Et pourtant, s’ils creusaient un peu plus, s’ils ne s’arrêtaient pas à la sempiternelle rengaine du “le français vient du latin et du grec”, il pourraient réaliser qu’il y eut une forme proto-germanique *rīmą (“calcul, nombre”), dérivée de notre *rē(i)- proto-indo-européenne.
Et que ce germanique *rīmą a donné l’anglais rhyme, la rime.
C’est aussi de lui que dérivent ...
- le vieux frison rīm (“nombre, montant, compte”),
- le vieux haut-allemand rīm (“série, rangée, nombre”),
- le vieux norois rím (“calcul, calendrier”), ou
- les mots pour “rime” en néerlandais: rijm, en allemand : Reim ou encore en suédois: rim…
Pour ce qui est du français, *rīmą nous est tout simplement arrivé par le Vieux-francique.
Nous retrouvons encore *rē(i)- en vieil irlandais, avec āram: nombre, et rīm: nombre, calcul…
Allez, encore un cognat : en gallois, nombre c’est rhif.
Ah oui!
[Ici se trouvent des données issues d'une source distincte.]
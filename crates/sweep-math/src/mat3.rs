// SPDX-License-Identifier: Apache-2.0
// © James Ross Ω FLYING•ROBOTS <https://github.com/flyingrobots>
use crate::Vec3;

/// Row-major 3×3 matrix, used for rotations and skew (hat) operators.
///
/// # Examples
/// ```
/// use sweep_math::{Mat3, Vec3};
/// let k = Mat3::hat(&Vec3::UNIT_Z);
/// // hat(a) * b == a × b
/// assert_eq!(k.transform(&Vec3::UNIT_X), Vec3::UNIT_Y);
/// ```
#[derive(Debug, Copy, Clone, PartialEq)]
#[cfg_attr(feature = "serde", derive(serde::Serialize, serde::Deserialize))]
pub struct Mat3 {
    rows: [[f64; 3]; 3],
}

impl Default for Mat3 {
    fn default() -> Self {
        Self::identity()
    }
}

impl Mat3 {
    /// Returns the identity matrix.
    pub const fn identity() -> Self {
        Self {
            rows: [[1.0, 0.0, 0.0], [0.0, 1.0, 0.0], [0.0, 0.0, 1.0]],
        }
    }

    /// Returns the zero matrix.
    pub const fn zero() -> Self {
        Self { rows: [[0.0; 3]; 3] }
    }

    /// Creates a matrix from its rows.
    pub const fn from_rows(rows: [[f64; 3]; 3]) -> Self {
        Self { rows }
    }

    /// Returns the rows as nested arrays.
    pub fn to_rows(self) -> [[f64; 3]; 3] {
        self.rows
    }

    /// Entry at `(row, col)`.
    pub fn at(&self, row: usize, col: usize) -> f64 {
        self.rows[row][col]
    }

    /// Row `row` as a vector.
    pub fn row(&self, row: usize) -> Vec3 {
        Vec3::from(self.rows[row])
    }

    /// Skew-symmetric cross-product matrix: `hat(v) * w == v × w`.
    pub fn hat(v: &Vec3) -> Self {
        let [x, y, z] = v.to_array();
        Self::from_rows([[0.0, -z, y], [z, 0.0, -x], [-y, x, 0.0]])
    }

    /// Matrix product `self * rhs`.
    pub fn multiply(&self, rhs: &Self) -> Self {
        let mut out = [[0.0; 3]; 3];
        for (i, row) in out.iter_mut().enumerate() {
            for (j, cell) in row.iter_mut().enumerate() {
                *cell = (0..3).map(|k| self.rows[i][k] * rhs.rows[k][j]).sum();
            }
        }
        Self::from_rows(out)
    }

    /// Entry-wise sum.
    pub fn add(&self, rhs: &Self) -> Self {
        self.zip(rhs, |a, b| a + b)
    }

    /// Entry-wise difference.
    pub fn sub(&self, rhs: &Self) -> Self {
        self.zip(rhs, |a, b| a - b)
    }

    /// Scales every entry.
    pub fn scale(&self, s: f64) -> Self {
        self.zip(self, |a, _| a * s)
    }

    /// Transposed matrix (the inverse for rotations).
    pub fn transpose(&self) -> Self {
        let r = &self.rows;
        Self::from_rows([
            [r[0][0], r[1][0], r[2][0]],
            [r[0][1], r[1][1], r[2][1]],
            [r[0][2], r[1][2], r[2][2]],
        ])
    }

    /// Matrix-vector product `self * v`.
    pub fn transform(&self, v: &Vec3) -> Vec3 {
        Vec3::new(self.row(0).dot(v), self.row(1).dot(v), self.row(2).dot(v))
    }

    fn zip(&self, rhs: &Self, f: impl Fn(f64, f64) -> f64) -> Self {
        let mut out = [[0.0; 3]; 3];
        for (i, row) in out.iter_mut().enumerate() {
            for (j, cell) in row.iter_mut().enumerate() {
                *cell = f(self.rows[i][j], rhs.rows[i][j]);
            }
        }
        Self::from_rows(out)
    }
}

impl From<[[f64; 3]; 3]> for Mat3 {
    fn from(rows: [[f64; 3]; 3]) -> Self {
        Self { rows }
    }
}

impl core::ops::Mul for Mat3 {
    type Output = Self;
    fn mul(self, rhs: Self) -> Self::Output {
        self.multiply(&rhs)
    }
}
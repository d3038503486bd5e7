// SPDX-License-Identifier: Apache-2.0
// © James Ross Ω FLYING•ROBOTS <https://github.com/flyingrobots>
use sweep_math::clamp_unit;
use sweep_taylor::Interval;

use crate::curve::{clamp_window, Interpolation};
use crate::data::{InterpolationData, InterpolationKind};
use crate::error::InterpolationError;
use crate::factory::InterpolationFactory;

/// Constant-velocity interpolation `start + (end − start)·t`.
#[derive(Debug, Clone, Copy, PartialEq)]
pub struct LinearInterpolation {
    start: f64,
    end: f64,
}

impl LinearInterpolation {
    /// Creates a linear curve between finite endpoints.
    pub fn new(start: f64, end: f64) -> Result<Self, InterpolationError> {
        if !start.is_finite() || !end.is_finite() {
            return Err(InterpolationError::NonFinite { start, end });
        }
        Ok(Self { start, end })
    }

    /// Factory constructor for [`InterpolationKind::Linear`].
    pub fn create(
        data: &InterpolationData,
        start: f64,
        end: f64,
    ) -> Result<Box<dyn Interpolation>, InterpolationError> {
        match data {
            InterpolationData::Linear => Ok(Box::new(Self::new(start, end)?)),
            other => Err(InterpolationError::KindMismatch {
                expected: InterpolationKind::Linear,
                found: other.kind(),
            }),
        }
    }

    /// Registers [`LinearInterpolation::create`] with `factory`.
    pub fn register(factory: &mut InterpolationFactory) {
        factory.register_class(InterpolationKind::Linear, Self::create);
    }

    fn delta(&self) -> f64 {
        self.end - self.start
    }
}

impl Interpolation for LinearInterpolation {
    fn kind(&self) -> InterpolationKind {
        InterpolationKind::Linear
    }

    fn start_value(&self) -> f64 {
        self.start
    }

    fn end_value(&self) -> f64 {
        self.end
    }

    fn value(&self, t: f64) -> f64 {
        self.start + self.delta() * clamp_unit(t)
    }

    fn value_lower_bound(&self) -> f64 {
        self.start.min(self.end)
    }

    fn value_upper_bound(&self) -> f64 {
        self.start.max(self.end)
    }

    fn velocity_bound(&self, _window: Interval) -> f64 {
        self.delta().abs()
    }

    fn movement_length_bound(&self, window: Interval) -> f64 {
        let (a, b) = clamp_window(window);
        self.delta().abs() * (b - a)
    }
}
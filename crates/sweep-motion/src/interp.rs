// SPDX-License-Identifier: Apache-2.0
// © James Ross Ω FLYING•ROBOTS <https://github.com/flyingrobots>
use sweep_math::{Quat, Transform, Vec3};
use sweep_taylor::{Interval, TaylorMatrix, TaylorModel, TaylorVector};
use tracing::debug;

use crate::screw::{delta_rotation_model, relative_rotation};

/// Linear interpolation: constant linear velocity of a reference point and
/// constant angular velocity about it.
///
/// With `p_ref` in the body frame, a body point `x` sits at
/// `R(t)(x − p_ref) + T₁(p_ref) + v·t`, so the reference point travels on a
/// straight line while the body spins around it.
#[derive(Debug, Clone, PartialEq)]
pub struct InterpMotion {
    start: Transform,
    end: Transform,
    reference_point: Vec3,
    linear_vel: Vec3,
    angular_axis: Vec3,
    angular_vel: f64,
}

impl InterpMotion {
    /// Interpolation about the body-frame origin.
    pub fn new(start: Transform, end: Transform) -> Self {
        Self::with_reference_point(start, end, Vec3::ZERO)
    }

    /// Interpolation about `reference_point`, given in the body frame.
    pub fn with_reference_point(start: Transform, end: Transform, reference_point: Vec3) -> Self {
        let linear_vel = end
            .transform_point(&reference_point)
            .sub(&start.transform_point(&reference_point));
        let (angular_axis, angular_vel) = relative_rotation(&start.rotation(), &end.rotation());
        debug!(angular_vel, speed = linear_vel.length(), "interp motion built");
        Self {
            start,
            end,
            reference_point,
            linear_vel,
            angular_axis,
            angular_vel,
        }
    }

    /// Pose at `t = 0`.
    pub fn start_transform(&self) -> Transform {
        self.start
    }

    /// Pose at `t = 1`.
    pub fn end_transform(&self) -> Transform {
        self.end
    }

    /// Rotation centre in the body frame.
    pub fn reference_point(&self) -> Vec3 {
        self.reference_point
    }

    /// Velocity of the reference point.
    pub fn linear_velocity(&self) -> Vec3 {
        self.linear_vel
    }

    /// Unit rotation axis (world frame).
    pub fn angular_axis(&self) -> Vec3 {
        self.angular_axis
    }

    /// Angular speed; never negative.
    pub fn angular_velocity(&self) -> f64 {
        self.angular_vel
    }

    /// Pose at normalized time `t` (clamped).
    pub fn transform_at(&self, t: f64) -> Transform {
        let t = sweep_math::clamp_unit(t);
        let delta = Quat::from_axis_angle(self.angular_axis, t * self.angular_vel);
        let rotation = delta.multiply(&self.start.rotation());
        let translation = self
            .start
            .transform_point(&self.reference_point)
            .add(&self.linear_vel.scale(t))
            .sub(&rotation.rotate(&self.reference_point));
        Transform::new(rotation, translation)
    }

    /// Rotation and translation as Taylor models over `time`.
    pub fn taylor_model(&self, time: Interval) -> (TaylorMatrix, TaylorVector) {
        let delta_r = delta_rotation_model(&self.angular_axis, self.angular_vel, time);
        let drift: [TaylorModel; 3] =
            core::array::from_fn(|i| TaylorModel::linear(0.0, self.linear_vel.get(i), time));
        let rotated_ref = self.start.rotation().rotate(&self.reference_point);

        let rotation = delta_r.mul_mat3(&self.start.rotation_matrix());
        let translation = TaylorVector::from_models(drift[0], drift[1], drift[2])
            .add_vec3(&self.start.transform_point(&self.reference_point))
            .sub(&delta_r.mul_vec3(&rotated_ref));
        (rotation, translation)
    }

    /// Bound on `|v · n|` for body-frame `points`; on `|v|` without a
    /// direction.
    pub(crate) fn rate_bound(
        &self,
        points: impl IntoIterator<Item = Vec3>,
        direction: Option<&Vec3>,
    ) -> f64 {
        let max_arm = points
            .into_iter()
            .map(|x| x.sub(&self.reference_point).length())
            .fold(0.0, f64::max);
        let (along, across) = direction.map_or((self.linear_vel.length(), 1.0), |n| {
            (self.linear_vel.dot(n).abs(), n.cross(&self.angular_axis).length())
        });
        along + self.angular_vel * across * max_arm
    }
}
J'allais oublier...
Pour ce qui est du h de l’anglais rhyme, il y a été déposé là par de braves gens qui pensaient qu’il était lié au latin rythme…
Comme quoi la confusion entre rime et rythme n’existe pas qu’en français, et n’est pas récente…
Mais revenons à notre *rē(i)- sous sa forme de base *(ə)rē-.
Nous la retrouvons quelques millénaires plus tard, enfouie sous le latin reor, rērī (et au participe passé ratus): penser, supposer, estimer.
Ben oui! Nous en avons hérité raison (de ratiō, le radical de ratus), ratio signifiant tant le calcul, le compte, que le raisonnement, la raison…
Le ratio?
Oui, ce mot pas bien élégant, très récent (XXème siècle), nous l’avons repris de l’anglais ratio (“proportion”), lui-même dérivé du latin ratiō, rationis : calcul, compte.
Nous devons également - bien évidemment - au latin ratio: ration, rationnement, rationnel, rationaliser, ou raison, raisonnement, raisonner, raisonnable …
Inscription sur un mur de l'église Saint-Martin d'Ivry-la-Bataille (source Wikipedia) |
Mais aussi prorata, race, ou ratifier !
Oui, le latin ratiō désignait avant tout un calcul, une mesure.
De là, il en est passé à désigner la faculté de compter, de raisonner.
De là, il en est passé à désigner la faculté de compter, de raisonner.
Puis il est devenu ce que l’on déduisait par son raisonnement : une explication.
Race ?
Oui, il y a à la base l’idée d’un classement obtenu par raisonnement.
La rasse (orthographe première) désignait ainsi toute espèce d’animaux et de fruits…
La rasse (orthographe première) désignait ainsi toute espèce d’animaux et de fruits…
Ratifier ?
Oui, car en ratifiant, vous validez par votre raison.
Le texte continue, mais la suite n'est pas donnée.